Patients are being put at risk because the NHS has not fully embraced a culture of patient safety, the chief medical officer says.
Some hospitals have been slow to comply with guidance, Sir Liam says
Sir Liam Donaldson's annual report revealed hospitals were slow to comply with patient safety alerts - guidance to help avoid serious mistakes.
Some hospitals were also found to have said they had complied with the advice when they had not.
He said NHS trusts should be penalised for not complying with guidance.
Sir Liam recommended this could be done through the Healthcare Commission taking non-compliance into account during inspections.
SIR LIAM'S KEY POINTS
Patient safety - Hospitals must become quicker to respond to safety alerts, and non-compliance should be taken into account during official inspections
Gastroschisis - More research must be carried out into the causes of gastroschisis, a rare but increasingly prevalent condition which affects newborns, to help prevent it
Lung disorders - National service framework for chronic obstructive pulmonary disease to rectify the patchy services across the country
Hospitals should also be made to publicise whether they to comply with the safety alerts.
Sir Liam said the findings showed that the safety culture in the NHS was not yet focused or organised enough to reduce a potentially fatal risk to patients quickly enough.
"It is clear the culture of some NHS organisations needs to change.
"It is not enough to be aware of the problem of improving patient safety not to report adverse events when they occur
"When alerts are issued, there needs to be commitment from the very top of the organisation to initiate immediate action to address the identified risk, to ensure that all staff are properly and consistently informed."
Sir Liam highlighted the reaction to one patient safety alert on intrathecal chemotherapy - injections into the spine.

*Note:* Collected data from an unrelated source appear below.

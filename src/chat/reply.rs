//! Shape of the replies the assistant is allowed to send back to a chat client.

use serde::{Deserialize, Serialize};
use thiserror::Error;

/// Actions the client application knows how to act on.
pub const SUPPORTED_FEATURES: &[&str] = &[
    "escalate_crisis",
    "suggest_test_phq9",
    "suggest_test_gad7",
    "suggest_test_pss",
    "end_conversation",
];

pub const ESCALATE_CRISIS: &str = "escalate_crisis";
pub const PLEASE_REPEAT: &str = "Sorry, an error occurred. Could you please repeat your question?";

#[derive(Debug, Clone, Copy, PartialEq, Eq, Serialize, Deserialize)]
#[serde(rename_all = "lowercase")]
pub enum ReplyType {
    Action,
    Text,
}

#[derive(Debug, Clone, PartialEq, Eq, Serialize, Deserialize)]
pub struct ChatReply {
    #[serde(rename = "type")]
    pub reply_type: ReplyType,
    pub data: String,
}

#[derive(Debug, Error, PartialEq, Eq)]
pub enum ReplyError {
    #[error("Reply is not a valid reply object: {0}")]
    Malformed(String),
    #[error("Unsupported action {0}")]
    UnsupportedAction(String),
    #[error("Text reply is empty")]
    EmptyText,
}

impl ChatReply {
    pub fn action(data: impl Into<String>) -> Self {
        Self {
            reply_type: ReplyType::Action,
            data: data.into(),
        }
    }

    pub fn parse(content: &str) -> Result<Self, ReplyError> {
        let reply: ChatReply =
            serde_json::from_str(content).map_err(|e| ReplyError::Malformed(e.to_string()))?;
        match reply.reply_type {
            ReplyType::Action if !SUPPORTED_FEATURES.contains(&reply.data.as_str()) => {
                Err(ReplyError::UnsupportedAction(reply.data))
            }
            ReplyType::Text if reply.data.trim().is_empty() => Err(ReplyError::EmptyText),
            _ => Ok(reply),
        }
    }

    /// Wire form, `{"type":..,"data":..}` in that key order.
    pub fn to_payload(&self) -> serde_json::Result<String> {
        serde_json::to_string(self)
    }
}
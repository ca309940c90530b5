use anyhow::{Context, Result};
use serde::Deserialize;
use std::collections::HashMap;
use std::path::Path;

#[derive(Debug, Deserialize, Default)]
#[serde(default)]
pub struct FileConfig {
    // Core settings (can override CLI)
    pub db_dir: Option<String>,
    pub port: Option<u16>,
    pub metrics_port: Option<u16>,
    pub logging_level: Option<String>,

    // Feature configs
    pub scheduler: Option<SchedulerConfig>,
    pub chat: Option<ChatConfig>,
    pub llm: Option<LlmConfig>,
}

#[derive(Debug, Deserialize, Default, Clone)]
#[serde(default)]
pub struct SchedulerConfig {
    pub enabled: Option<bool>,
    pub schedule_cycle_ms: Option<u64>,
    pub delete_after_completion: Option<bool>,
    pub requeue_stale_on_start: Option<bool>,
}

#[derive(Debug, Deserialize, Default, Clone)]
#[serde(default)]
pub struct ChatConfig {
    pub idle_timeout_secs: Option<u64>,
    pub instruction_key: Option<String>,
}

#[derive(Debug, Deserialize, Default, Clone)]
#[serde(default)]
pub struct LlmConfig {
    /// OpenAI compatible endpoint, e.g. `https://api.openai.com/v1`.
    pub base_url: Option<String>,
    pub model: Option<String>,
    pub api_key: Option<String>,
    /// Shell command printing the API key. Wins over `api_key`.
    pub api_key_command: Option<String>,
    pub request_timeout_secs: Option<u64>,
    pub temperature: Option<f32>,
    /// System prompts by instruction key.
    pub instructions: HashMap<String, String>,
}

impl FileConfig {
    pub fn load(path: &Path) -> Result<Self> {
        let content = std::fs::read_to_string(path)
            .with_context(|| format!("Failed to read config file: {:?}", path))?;
        toml::from_str(&content).with_context(|| format!("Failed to parse config file: {:?}", path))
    }
}
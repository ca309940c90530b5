use axum::{http::StatusCode, response::IntoResponse};
use lazy_static::lazy_static;
use prometheus::{
    CounterVec, Encoder, Gauge, HistogramOpts, HistogramVec, IntGauge, Opts, Registry,
    TextEncoder,
};
use std::time::Duration;

/// Metric name prefix for all chat server metrics
const PREFIX: &str = "chat_server";

lazy_static! {
    pub static ref REGISTRY: Registry = Registry::new();

    // HTTP
    pub static ref HTTP_REQUESTS_TOTAL: CounterVec = CounterVec::new(
        Opts::new(format!("{PREFIX}_http_requests_total"), "Total number of HTTP requests"),
        &["method", "path", "status"]
    ).expect("Failed to create http_requests_total metric");

    pub static ref HTTP_REQUEST_DURATION_SECONDS: HistogramVec = HistogramVec::new(
        HistogramOpts::new(
            format!("{PREFIX}_http_request_duration_seconds"),
            "HTTP request duration in seconds"
        )
        .buckets(vec![0.001, 0.01, 0.05, 0.1, 0.5, 1.0, 2.0, 5.0, 10.0]),
        &["method", "path"]
    ).expect("Failed to create http_request_duration_seconds metric");

    // Websocket chat protocol
    pub static ref WS_CONNECTIONS: IntGauge = IntGauge::new(
        format!("{PREFIX}_ws_connections"),
        "Number of open chat websocket connections"
    ).expect("Failed to create ws_connections metric");

    pub static ref PROTOCOL_EVENTS_TOTAL: CounterVec = CounterVec::new(
        Opts::new(format!("{PREFIX}_protocol_events_total"), "Chat protocol events by outcome"),
        &["event", "outcome"]
    ).expect("Failed to create protocol_events_total metric");

    pub static ref ENGINE_FAILURES_TOTAL: CounterVec = CounterVec::new(
        Opts::new(format!("{PREFIX}_engine_failures_total"), "Conversation engine failures by kind"),
        &["kind"]
    ).expect("Failed to create engine_failures_total metric");

    // Future jobs
    pub static ref FUTURE_JOBS_TOTAL: CounterVec = CounterVec::new(
        Opts::new(format!("{PREFIX}_future_jobs_total"), "Processed future jobs by outcome"),
        &["action_type", "outcome"]
    ).expect("Failed to create future_jobs_total metric");

    pub static ref FUTURE_JOB_DURATION_SECONDS: HistogramVec = HistogramVec::new(
        HistogramOpts::new(
            format!("{PREFIX}_future_job_duration_seconds"),
            "Future job handler duration in seconds"
        )
        .buckets(vec![0.001, 0.01, 0.05, 0.1, 0.5, 1.0, 5.0, 30.0]),
        &["action_type"]
    ).expect("Failed to create future_job_duration_seconds metric");

    pub static ref PROCESS_MEMORY_BYTES: Gauge = Gauge::new(
        format!("{PREFIX}_process_memory_bytes"),
        "Process memory usage in bytes"
    ).expect("Failed to create process_memory_bytes metric");
}

/// Registers every metric. Already registered metrics are ignored, so tests can call it
/// repeatedly.
pub fn init_metrics() {
    let _ = REGISTRY.register(Box::new(HTTP_REQUESTS_TOTAL.clone()));
    let _ = REGISTRY.register(Box::new(HTTP_REQUEST_DURATION_SECONDS.clone()));
    let _ = REGISTRY.register(Box::new(WS_CONNECTIONS.clone()));
    let _ = REGISTRY.register(Box::new(PROTOCOL_EVENTS_TOTAL.clone()));
    let _ = REGISTRY.register(Box::new(ENGINE_FAILURES_TOTAL.clone()));
    let _ = REGISTRY.register(Box::new(FUTURE_JOBS_TOTAL.clone()));
    let _ = REGISTRY.register(Box::new(FUTURE_JOB_DURATION_SECONDS.clone()));
    let _ = REGISTRY.register(Box::new(PROCESS_MEMORY_BYTES.clone()));

    tracing::info!("Metrics system initialized successfully");
}

pub fn record_http_request(method: &str, path: &str, status: u16, duration: Duration) {
    HTTP_REQUESTS_TOTAL
        .with_label_values(&[method, path, &status.to_string()])
        .inc();

    HTTP_REQUEST_DURATION_SECONDS
        .with_label_values(&[method, path])
        .observe(duration.as_secs_f64());
}

pub fn set_ws_connections(count: usize) {
    WS_CONNECTIONS.set(count as i64);
}

/// `event` is one of connect, message, ping, close; `outcome` is the response action or
/// `error`.
pub fn record_protocol_event(event: &str, outcome: &str) {
    PROTOCOL_EVENTS_TOTAL
        .with_label_values(&[event, outcome])
        .inc();
}

pub fn record_engine_failure(kind: &str) {
    ENGINE_FAILURES_TOTAL.with_label_values(&[kind]).inc();
}

pub fn record_future_job(action_type: &str, outcome: &str, duration: Duration) {
    FUTURE_JOBS_TOTAL
        .with_label_values(&[action_type, outcome])
        .inc();

    FUTURE_JOB_DURATION_SECONDS
        .with_label_values(&[action_type])
        .observe(duration.as_secs_f64());
}

pub fn update_memory_usage() {
    #[cfg(target_os = "linux")]
    {
        if let Ok(status) = std::fs::read_to_string("/proc/self/status") {
            let rss_kb = status
                .lines()
                .find(|line| line.starts_with("VmRSS:"))
                .and_then(|line| line.split_whitespace().nth(1))
                .and_then(|kb| kb.parse::<f64>().ok());
            if let Some(kb) = rss_kb {
                PROCESS_MEMORY_BYTES.set(kb * 1024.0);
            }
        }
    }
}

/// Handler for the /metrics endpoint
pub async fn metrics_handler() -> impl IntoResponse {
    update_memory_usage();

    let encoder = TextEncoder::new();
    let metric_families = REGISTRY.gather();

    let mut buffer = vec![];
    match encoder.encode(&metric_families, &mut buffer) {
        Ok(()) => {
            let response = String::from_utf8(buffer).unwrap_or_default();
            (StatusCode::OK, response)
        }
        Err(e) => {
            tracing::error!("Failed to encode metrics: {}", e);
            (
                StatusCode::INTERNAL_SERVER_ERROR,
                format!("Failed to encode metrics: {}", e),
            )
        }
    }
}
use super::auth::{AuthToken, AuthTokenValue};
use super::user_store::UserStore;
use super::UserId;
use crate::sqlite_column;
use crate::sqlite_persistence::{
    open_versioned, Column, ForeignKey, ForeignKeyOnChange, SqlType, Table, VersionedSchema,
    DEFAULT_TIMESTAMP,
};
use anyhow::{Context, Result};
use rusqlite::{params, Connection, OptionalExtension};
use std::path::Path;
use std::sync::{Arc, Mutex};

const USER_TABLE_V_0: Table = Table {
    name: "user",
    columns: &[
        sqlite_column!("id", &SqlType::Integer, is_primary_key = true),
        sqlite_column!("handle", &SqlType::Text, non_null = true, is_unique = true),
        sqlite_column!(
            "created",
            &SqlType::Integer,
            default_value = Some(DEFAULT_TIMESTAMP)
        ),
    ],
    indices: &[],
};

const AUTH_TOKEN_TABLE_V_0: Table = Table {
    name: "auth_token",
    columns: &[
        sqlite_column!(
            "user_id",
            &SqlType::Integer,
            non_null = true,
            foreign_key = Some(&ForeignKey {
                foreign_table: "user",
                foreign_column: "id",
                on_delete: ForeignKeyOnChange::Cascade,
            })
        ),
        sqlite_column!("value", &SqlType::Text, non_null = true, is_unique = true),
        sqlite_column!(
            "created",
            &SqlType::Integer,
            non_null = true,
            default_value = Some(DEFAULT_TIMESTAMP)
        ),
        sqlite_column!("last_used", &SqlType::Integer),
    ],
    indices: &[("idx_auth_token_user_id", "user_id")],
};

pub const USER_VERSIONED_SCHEMAS: &[VersionedSchema] = &[VersionedSchema {
    version: 0,
    tables: &[USER_TABLE_V_0, AUTH_TOKEN_TABLE_V_0],
}];

#[derive(Clone)]
pub struct SqliteUserStore {
    conn: Arc<Mutex<Connection>>,
}

impl SqliteUserStore {
    pub fn new<T: AsRef<Path>>(db_path: T) -> Result<Self> {
        let conn = open_versioned(db_path, USER_VERSIONED_SCHEMAS, "user")?;
        Ok(SqliteUserStore {
            conn: Arc::new(Mutex::new(conn)),
        })
    }

    #[cfg(test)]
    pub fn in_memory() -> Result<Self> {
        let conn = crate::sqlite_persistence::open_in_memory(USER_VERSIONED_SCHEMAS)?;
        Ok(SqliteUserStore {
            conn: Arc::new(Mutex::new(conn)),
        })
    }

    fn row_to_auth_token(row: &rusqlite::Row) -> rusqlite::Result<AuthToken> {
        Ok(AuthToken {
            user_id: row.get("user_id")?,
            value: AuthTokenValue(row.get("value")?),
            created: row.get("created")?,
            last_used: row.get("last_used")?,
        })
    }
}

impl UserStore for SqliteUserStore {
    fn create_user(&self, user_handle: &str) -> Result<UserId> {
        let conn = self.conn.lock().unwrap();
        conn.execute(
            "INSERT INTO user (handle) VALUES (?1)",
            params![user_handle],
        )
        .with_context(|| format!("Failed to create user {}", user_handle))?;
        Ok(conn.last_insert_rowid())
    }

    fn get_user_id(&self, user_handle: &str) -> Result<Option<UserId>> {
        let conn = self.conn.lock().unwrap();
        Ok(conn
            .query_row(
                "SELECT id FROM user WHERE handle = ?1",
                params![user_handle],
                |row| row.get(0),
            )
            .optional()?)
    }

    fn user_exists(&self, user_id: UserId) -> Result<bool> {
        let conn = self.conn.lock().unwrap();
        Ok(conn
            .query_row(
                "SELECT 1 FROM user WHERE id = ?1",
                params![user_id],
                |_| Ok(()),
            )
            .optional()?
            .is_some())
    }

    fn create_auth_token(&self, user_id: UserId) -> Result<AuthToken> {
        let value = AuthTokenValue::generate();
        let created = chrono::Utc::now().timestamp();
        let conn = self.conn.lock().unwrap();
        conn.execute(
            "INSERT INTO auth_token (user_id, value, created) VALUES (?1, ?2, ?3)",
            params![user_id, value.0, created],
        )
        .with_context(|| format!("Failed to create auth token for user {}", user_id))?;
        Ok(AuthToken {
            user_id,
            value,
            created,
            last_used: None,
        })
    }

    fn get_auth_token(&self, value: &AuthTokenValue) -> Result<Option<AuthToken>> {
        let conn = self.conn.lock().unwrap();
        Ok(conn
            .query_row(
                "SELECT * FROM auth_token WHERE value = ?1",
                params![value.0],
                Self::row_to_auth_token,
            )
            .optional()?)
    }

    fn touch_auth_token(&self, value: &AuthTokenValue) -> Result<()> {
        let conn = self.conn.lock().unwrap();
        conn.execute(
            "UPDATE auth_token SET last_used = ?1 WHERE value = ?2",
            params![chrono::Utc::now().timestamp(), value.0],
        )?;
        Ok(())
    }
}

Patients can die if the wrong drug is injected into the spine, particularly the drug vincristine, which is commonly given intravenously as part of the same course of treatment.
The death of teenager Wayne Jowett in Nottingham after such an error in 2001 focused attention on the problem.
Sir Liam's annual report said that after guidance on intrathecal chemotherapy was launched in November 2001, NHS trusts had to complete a checklist confirming compliance with the advice by the end of December 2001.
By March 2002, a fifth of NHS trusts remained non-compliant and it was not until summer 2003 that full compliance was achieved.
And an independent review last year found that three trusts, which claimed to have been compliant, were not.
Patients Association chairman Michael Summers said the report's findings were "disturbing".
"There are instances where the system falls down and trusts are slow to react.
"We are also concerned some are not being honest about complying. All this affects how safe patients feel."
A spokeswoman for the NHS Confederation, which represents health service managers, said it was important to remember - as Sir Liam had pointed out - that the NHS was leading the way with improving patient safety.
But she added: "Clearly more work needs to be done to minimise unnecessary risks to patients."
Sir Liam's report - his fourth annual review of public health - also called for a national service framework for chronic obstructive pulmonary disease, an umbrella term for a number of chronic lung disorders which cause 30,000 deaths a year.
And he called for more research into the causes gastroschisis, which occurs in newborn babies when the abdomen wall does not develop and the intestines protrude.